F W Boreham wrote many times about the value of travel and two of his published books were travel diaries‑ Loose Leaves (1902) and From England to Mosgiel (1903). He loved to cite the story in which Lord Chesterfield was asked about the best way to acquire a good education. He answered, “There are three main ways, travel, travel and travel.”[1]
The enrichment of travel was another legacy that Boreham’s mentor passed on to the young minister. Boreham later wrote, “J J Doke was an incorrigible traveler….What had impressed him most in his travels? The unstinted kindness one meets with from everyone, everywhere.”[2]
Frank Boreham took this advice to heart and there are many ways in which it is clear that his understanding and his writing was enriched through travel. For instance he alludes to his travels to the Australian outback,[3] the gold mines of Western Australia,[4] the village of Captain Cook,[5] the garden of naturalist, Gilbert White[6] and The Isle of Wight.[7] In his retirement Boreham was able to travel more extensively to places like North America, Jamaica[8] and Canada.[9]
Boreham wrote of the way his eyes were opened to the treasures of London when after years of absence he returned to the United Kingdom. He said, “I never saw London until I left it.”[10] Inherent in this quote is the truth that travel per se will not extend our education. One needs to have the eyes to see or as Boreham learned from James Cook, the secret “lies in the traveler’s ability to detect the treasures that are best worth gathering.”[11]

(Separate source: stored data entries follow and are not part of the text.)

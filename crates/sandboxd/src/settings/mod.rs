//! Settings module - system and per-user settings backed by the database.
//!
//! Values are JSON-encoded. The service layer resolves typed values with
//! configured fallbacks and validates resource limits on write.

mod repository;
mod service;

pub use repository::SettingsRepository;
pub use service::{
    KEY_AGENT_SYSTEM_INSTRUCTIONS, KEY_DEFAULT_CPU_LIMIT, KEY_DEFAULT_CPU_REQUEST,
    KEY_DEFAULT_MEMORY_LIMIT, KEY_DEFAULT_MEMORY_REQUEST, KEY_SANDBOX_IMAGE,
    KEY_SESSION_STALE_HOURS, KEY_SKILL_SYNC_INTERVAL, KEY_STORAGE, KEY_USER_RESOURCE_LIMITS,
    SettingsDefaults, SettingsService,
};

Boreham’s essays reveal that there is a world of difference between being a tourist and traveling as a pilgrim. In the Drums of Dawn Boreham writes about one holiday he spent, “exploring the road along which Bunyan’s pilgrims traveled.”[12] He visited the Bunhill Fields burial ground as a pilgrim at the grave of Susannah Wesley[13] and at Westminister Abbey he spent some sacred moments at the tombs of famous people.[14] How much of the spirit of the pilgrim is summed up in Boreham’s words, “When in England recently I spent a good deal of my time with John Bunyan.”[15]

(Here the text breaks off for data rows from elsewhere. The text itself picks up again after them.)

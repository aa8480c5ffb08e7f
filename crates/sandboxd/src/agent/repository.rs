//! Agent, skill and group repository.

use anyhow::{Context, Result, anyhow};
use sqlx::SqlitePool;
use tracing::{debug, instrument};

use super::models::{Agent, Group, InstalledSkill, NewAgent, NewSkill, Skill};
use crate::db::now_timestamp;

const AGENT_COLUMNS: &str = "id, name, created_by, instructions, config, cpu_request, cpu_limit, \
                             memory_request, memory_limit, created_at, updated_at";

const SKILL_COLUMNS: &str = "id, name, prompt, command_name, is_official, is_public, created_by, \
                             group_id, version, created_at, updated_at";

#[derive(Debug, Clone)]
pub struct AgentRepository {
    pool: SqlitePool,
}

impl AgentRepository {
    pub fn new(pool: SqlitePool) -> Self {
        Self { pool }
    }

    #[instrument(skip(self, request), fields(name = %request.name))]
    pub async fn create_agent(&self, request: NewAgent) -> Result<Agent> {
        let now = now_timestamp();
        let config = serde_json::to_string(&request.config).context("Failed to encode config")?;
        let res = request.resources.normalized();
        let id = sqlx::query(
            r#"
            INSERT INTO agents (name, created_by, instructions, config, cpu_request, cpu_limit,
                                memory_request, memory_limit, created_at, updated_at)
            VALUES (?, ?, ?, ?, ?, ?, ?, ?, ?, ?)
            "#,
        )
        .bind(&request.name)
        .bind(request.created_by)
        .bind(&request.instructions)
        .bind(&config)
        .bind(&res.cpu_request)
        .bind(&res.cpu_limit)
        .bind(&res.memory_request)
        .bind(&res.memory_limit)
        .bind(&now)
        .bind(&now)
        .execute(&self.pool)
        .await
        .context("Failed to insert agent")?
        .last_insert_rowid();

        debug!("Created agent {}", id);
        self.get_agent(id)
            .await?
            .ok_or_else(|| anyhow!("Agent not found after creation"))
    }

    #[instrument(skip(self))]
    pub async fn get_agent(&self, id: i64) -> Result<Option<Agent>> {
        let agent = sqlx::query_as::<_, Agent>(&format!(
            "SELECT {AGENT_COLUMNS} FROM agents WHERE id = ?"
        ))
        .bind(id)
        .fetch_optional(&self.pool)
        .await
        .context("Failed to fetch agent")?;
        Ok(agent)
    }

    pub async fn delete_agent(&self, id: i64) -> Result<bool> {
        let result = sqlx::query("DELETE FROM agents WHERE id = ?")
            .bind(id)
            .execute(&self.pool)
            .await
            .context("Failed to delete agent")?;
        Ok(result.rows_affected() > 0)
    }

    #[instrument(skip(self, request), fields(command = %request.command_name))]
    pub async fn create_skill(&self, request: NewSkill) -> Result<Skill> {
        let now = now_timestamp();
        let id = sqlx::query(
            r#"
            INSERT INTO skills (name, prompt, command_name, is_official, is_public, created_by,
                                group_id, version, created_at, updated_at)
            VALUES (?, ?, ?, ?, ?, ?, ?, 1, ?, ?)
            "#,
        )
        .bind(&request.name)
        .bind(&request.prompt)
        .bind(&request.command_name)
        .bind(request.is_official)
        .bind(request.is_public)
        .bind(request.created_by)
        .bind(request.group_id)
        .bind(&now)
        .bind(&now)
        .execute(&self.pool)
        .await
        .context("Failed to insert skill")?
        .last_insert_rowid();

        self.get_skill(id)
            .await?
            .ok_or_else(|| anyhow!("Skill not found after creation"))
    }

    #[instrument(skip(self))]
    pub async fn get_skill(&self, id: i64) -> Result<Option<Skill>> {
        let skill = sqlx::query_as::<_, Skill>(&format!(
            "SELECT {SKILL_COLUMNS} FROM skills WHERE id = ?"
        ))
        .bind(id)
        .fetch_optional(&self.pool)
        .await
        .context("Failed to fetch skill")?;
        Ok(skill)
    }

    /// Replace a skill's prompt and bump its version.
    pub async fn update_skill_prompt(&self, id: i64, prompt: &str) -> Result<Skill> {
        sqlx::query(
            "UPDATE skills SET prompt = ?, version = version + 1, updated_at = ? WHERE id = ?",
        )
        .bind(prompt)
        .bind(now_timestamp())
        .bind(id)
        .execute(&self.pool)
        .await
        .context("Failed to update skill")?;
        self.get_skill(id)
            .await?
            .ok_or_else(|| anyhow!("Skill {} not found", id))
    }

    /// Change visibility flags, e.g. when an author unpublishes a skill.
    pub async fn set_skill_visibility(
        &self,
        id: i64,
        is_public: bool,
        group_id: Option<i64>,
    ) -> Result<()> {
        sqlx::query("UPDATE skills SET is_public = ?, group_id = ?, updated_at = ? WHERE id = ?")
            .bind(is_public)
            .bind(group_id)
            .bind(now_timestamp())
            .bind(id)
            .execute(&self.pool)
            .await
            .context("Failed to update skill visibility")?;
        Ok(())
    }

    pub async fn command_name_taken(&self, owner: i64, command_name: &str) -> Result<bool> {
        let count: i64 = sqlx::query_scalar(
            "SELECT COUNT(*) FROM skills WHERE created_by = ? AND command_name = ?",
        )
        .bind(owner)
        .bind(command_name)
        .fetch_one(&self.pool)
        .await
        .context("Failed to check command name")?;
        Ok(count > 0)
    }

    /// Install a skill on an agent at the end of its list. Returns false if already installed.
    #[instrument(skip(self))]
    pub async fn install_skill(&self, agent_id: i64, skill_id: i64) -> Result<bool> {
        let result = sqlx::query(
            r#"
            INSERT INTO agent_skills (agent_id, skill_id, sort_order, synced_version, created_at)
            SELECT ?, ?, COALESCE(MAX(sort_order), -1) + 1, 0, ?
            FROM agent_skills WHERE agent_id = ?
            ON CONFLICT(agent_id, skill_id) DO NOTHING
            "#,
        )
        .bind(agent_id)
        .bind(skill_id)
        .bind(now_timestamp())
        .bind(agent_id)
        .execute(&self.pool)
        .await
        .context("Failed to install skill")?;
        Ok(result.rows_affected() > 0)
    }

    /// Returns false if the skill was not installed.
    pub async fn uninstall_skill(&self, agent_id: i64, skill_id: i64) -> Result<bool> {
        let result = sqlx::query("DELETE FROM agent_skills WHERE agent_id = ? AND skill_id = ?")
            .bind(agent_id)
            .bind(skill_id)
            .execute(&self.pool)
            .await
            .context("Failed to uninstall skill")?;
        Ok(result.rows_affected() > 0)
    }

    pub async fn installed_skills(&self, agent_id: i64) -> Result<Vec<InstalledSkill>> {
        let skills = sqlx::query_as::<_, InstalledSkill>(
            r#"
            SELECT a.agent_id, a.sort_order, a.synced_version,
                   s.id, s.name, s.prompt, s.command_name, s.is_official, s.is_public,
                   s.created_by, s.group_id, s.version, s.created_at, s.updated_at
            FROM agent_skills a
            JOIN skills s ON s.id = a.skill_id
            WHERE a.agent_id = ?
            ORDER BY a.sort_order, s.id
            "#,
        )
        .bind(agent_id)
        .fetch_all(&self.pool)
        .await
        .context("Failed to list installed skills")?;
        Ok(skills)
    }

    pub async fn set_synced_version(&self, agent_id: i64, skill_id: i64, version: i64) -> Result<()> {
        sqlx::query(
            "UPDATE agent_skills SET synced_version = ? WHERE agent_id = ? AND skill_id = ?",
        )
        .bind(version)
        .bind(agent_id)
        .bind(skill_id)
        .execute(&self.pool)
        .await
        .context("Failed to update synced version")?;
        Ok(())
    }

    pub async fn create_group(&self, name: &str, instructions_template: &str) -> Result<Group> {
        let now = now_timestamp();
        let id = sqlx::query(
            "INSERT INTO user_groups (name, instructions_template, created_at) VALUES (?, ?, ?)",
        )
        .bind(name)
        .bind(instructions_template)
        .bind(&now)
        .execute(&self.pool)
        .await
        .context("Failed to insert group")?
        .last_insert_rowid();
        Ok(Group {
            id,
            name: name.to_string(),
            instructions_template: instructions_template.to_string(),
            created_at: now,
        })
    }

    pub async fn add_group_member(&self, group_id: i64, user_id: i64, role: &str) -> Result<()> {
        sqlx::query(
            r#"
            INSERT INTO group_members (group_id, user_id, role) VALUES (?, ?, ?)
            ON CONFLICT(group_id, user_id) DO UPDATE SET role = excluded.role
            "#,
        )
        .bind(group_id)
        .bind(user_id)
        .bind(role)
        .execute(&self.pool)
        .await
        .context("Failed to add group member")?;
        Ok(())
    }

    pub async fn remove_group_member(&self, group_id: i64, user_id: i64) -> Result<()> {
        sqlx::query("DELETE FROM group_members WHERE group_id = ? AND user_id = ?")
            .bind(group_id)
            .bind(user_id)
            .execute(&self.pool)
            .await
            .context("Failed to remove group member")?;
        Ok(())
    }

    pub async fn user_group_ids(&self, user_id: i64) -> Result<Vec<i64>> {
        let ids = sqlx::query_scalar(
            "SELECT group_id FROM group_members WHERE user_id = ? ORDER BY group_id",
        )
        .bind(user_id)
        .fetch_all(&self.pool)
        .await
        .context("Failed to list user groups")?;
        Ok(ids)
    }

    pub async fn group_member_ids(&self, group_id: i64) -> Result<Vec<i64>> {
        let ids = sqlx::query_scalar(
            "SELECT user_id FROM group_members WHERE group_id = ? ORDER BY user_id",
        )
        .bind(group_id)
        .fetch_all(&self.pool)
        .await
        .context("Failed to list group members")?;
        Ok(ids)
    }

    /// Non-empty instruction templates of the user's groups, ordered by group name.
    pub async fn user_group_templates(&self, user_id: i64) -> Result<Vec<String>> {
        let templates = sqlx::query_scalar(
            r#"
            SELECT g.instructions_template
            FROM user_groups g
            JOIN group_members m ON m.group_id = g.id
            WHERE m.user_id = ? AND TRIM(g.instructions_template) != ''
            ORDER BY g.name
            "#,
        )
        .bind(user_id)
        .fetch_all(&self.pool)
        .await
        .context("Failed to list group templates")?;
        Ok(templates)
    }
}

In this present age when there is a reaction to things that are fast (fast food etc.) and a turning to doing things that are slow (see Carl Honore’s In Praise of Slow) it is clear that Boreham was an early advocate of slow travel. He said we must travel “slowly enough to evoke the value of wonder.”[16] He enjoyed the quotation of Richard Jeffries who said, “The best way to see is to stand still.”[17] Like Gilbert White, Boreham advocated micro travel (not his words) or the taking of time to travel around one’s backyard or local patch.[18] It is not essential, Boreham often said in war time when travel was restricted, to travel great distances but you can be a traveller in your own familiar area.
Geoff Pound
[1] F W Boreham, The Passing of John Broadbanks, 195; The Prodigal, 35.

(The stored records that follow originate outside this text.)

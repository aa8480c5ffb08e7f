//! Cluster client error types.

use thiserror::Error;

/// Result type for cluster operations.
pub type ClusterResult<T> = Result<T, ClusterError>;

/// Errors that can occur while talking to the cluster.
#[derive(Debug, Error)]
pub enum ClusterError {
    /// The object already exists (create is idempotent for callers that want it to be).
    #[error("{kind} {name} already exists")]
    AlreadyExists { kind: String, name: String },

    /// The object does not exist.
    #[error("{kind} {name} not found")]
    NotFound { kind: String, name: String },

    /// The cluster command failed.
    #[error("cluster {command} failed: {message}")]
    CommandFailed { command: String, message: String },

    /// A command executed inside a pod exited non-zero.
    #[error("exec in pod {pod} exited with code {exit_code}: {stderr}")]
    ExecFailed {
        pod: String,
        exit_code: i32,
        stderr: String,
    },

    /// Failed to parse cluster output.
    #[error("failed to parse cluster output: {0}")]
    ParseError(String),

    /// Invalid input provided.
    #[error("invalid input: {0}")]
    InvalidInput(String),

    /// The pod did not reach Running within the polling budget.
    #[error("timeout waiting for pod {pod} to be ready after {attempts} attempts")]
    ReadyTimeout { pod: String, attempts: u32 },

    /// The pod exists but has no IP assigned yet.
    #[error("pod {0} has no IP assigned yet")]
    PodIpUnavailable(String),

    /// Generic IO error.
    #[error("io error: {0}")]
    Io(#[from] std::io::Error),
}

impl ClusterError {
    pub fn not_found(kind: &str, name: &str) -> Self {
        Self::NotFound {
            kind: kind.to_string(),
            name: name.to_string(),
        }
    }

    pub fn already_exists(kind: &str, name: &str) -> Self {
        Self::AlreadyExists {
            kind: kind.to_string(),
            name: name.to_string(),
        }
    }

    pub fn is_not_found(&self) -> bool {
        matches!(self, Self::NotFound { .. })
    }

    pub fn is_already_exists(&self) -> bool {
        matches!(self, Self::AlreadyExists { .. })
    }
}
//! sandboxd library
//!
//! Sandbox lifecycle and workspace/skill reconciliation engine: one persistent
//! sandbox per (user, agent), sessions bound to it, and the files and skills
//! mirrored into it from the object store and the database.

pub mod admin;
pub mod agent;
pub mod app;
pub mod cluster;
pub mod config;
pub mod db;
pub mod error;
pub mod maintenance;
pub mod pool;
pub mod provisioner;
pub mod pubsub;
pub mod sandbox_fs;
pub mod session;
pub mod settings;
pub mod skill;
pub mod storage;
pub mod workspace;

pub use app::{Engine, EngineConfig};
pub use config::AppConfig;
pub use error::{CoreError, CoreResult};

[2] Boreham, The Passing of John Broadbanks, 200.
[3] F W Boreham, Boulevards of Paradise, 98.
[4] F W Boreham, Bunches of Everlasting, 55, 98.
[5] F W Boreham, When the Swans Fly High, 101.
[6] Boreham, When the Swans Fly High, 105.
[7] Boreham, Bunches of Everlastings, 211.
[8] Boreham, Bunches of Everlastings, 188.
[9] Boreham, When the Swans Fly High, 12.
[10] Boreham, When the Swans Fly High, 75-79.
[11] Boreham, The Passing of John Broadbanks, 204.
[12] F W Boreham, Drums of Dawn, 198.
[13] F W Boreham, I Forgot to Say, 113.
[14] F W Boreham, The Silver Shadow, 159.
[15] Boreham, When the Swans Fly High, 156.
[16] F W Boreham, A Witch’s Brewing, 233.
[17] Boreham, A Witch’s Brewing, 242.
[18] Boreham, When the Swans Fly High, 105.